## [What you are asked to do]
Find every line with the string "emphasis" in the material below and copy it.

## [Dataset records]

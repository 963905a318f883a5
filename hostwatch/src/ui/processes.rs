//! Top processes table with per-cell coloring.

use ratatui::{
    layout::{Constraint, Rect},
    style::{Color, Modifier, Style},
    widgets::{Block, Borders, Cell, Row, Table},
};

use crate::types::MetricsSnapshot;
use crate::ui::theme::load_color;

const COLS: [Constraint; 5] = [
    Constraint::Length(8),      // PID
    Constraint::Percentage(30), // Name
    Constraint::Length(7),      // CPU %
    Constraint::Length(7),      // Mem %
    Constraint::Min(10),        // Command
];

pub fn draw_top_processes(f: &mut ratatui::Frame<'_>, area: Rect, m: Option<&MetricsSnapshot>) {
    let block = Block::default().borders(Borders::ALL).title("Top Processes");
    let Some(mm) = m else {
        f.render_widget(block, area);
        return;
    };

    let peak_cpu = mm.processes.iter().map(|p| p.cpu_pct).fold(0.0_f64, f64::max);

    let rows = mm.processes.iter().map(|p| {
        let mem_fg = match p.mem_pct {
            x if x < 5.0 => Color::Blue,
            x if x < 20.0 => Color::Magenta,
            _ => Color::Red,
        };
        let emphasis = if p.cpu_pct > 0.0 && (p.cpu_pct - peak_cpu).abs() < f64::EPSILON {
            Style::default().add_modifier(Modifier::BOLD)
        } else {
            Style::default()
        };
        Row::new(vec![
            Cell::from(p.pid.to_string()).style(Style::default().fg(Color::DarkGray)),
            Cell::from(p.name.clone()),
            Cell::from(format!("{:>5.1}", p.cpu_pct)).style(Style::default().fg(load_color(p.cpu_pct))),
            Cell::from(format!("{:>5.1}", p.mem_pct)).style(Style::default().fg(mem_fg)),
            Cell::from(p.command.clone()).style(Style::default().fg(Color::Gray)),
        ])
        .style(emphasis)
    });

    let header = Row::new(vec!["PID", "Name", "CPU %", "Mem %", "Command"]).style(
        Style::default()
            .fg(Color::Cyan)
            .add_modifier(Modifier::BOLD),
    );

    let table = Table::new(rows, COLS)
        .header(header)
        .block(block)
        .column_spacing(1);
    f.render_widget(table, area);
}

## [Task answer]
        let emphasis = if p.cpu_pct > 0.0 && (p.cpu_pct - peak_cpu).abs() < f64::EPSILON {
        .style(emphasis)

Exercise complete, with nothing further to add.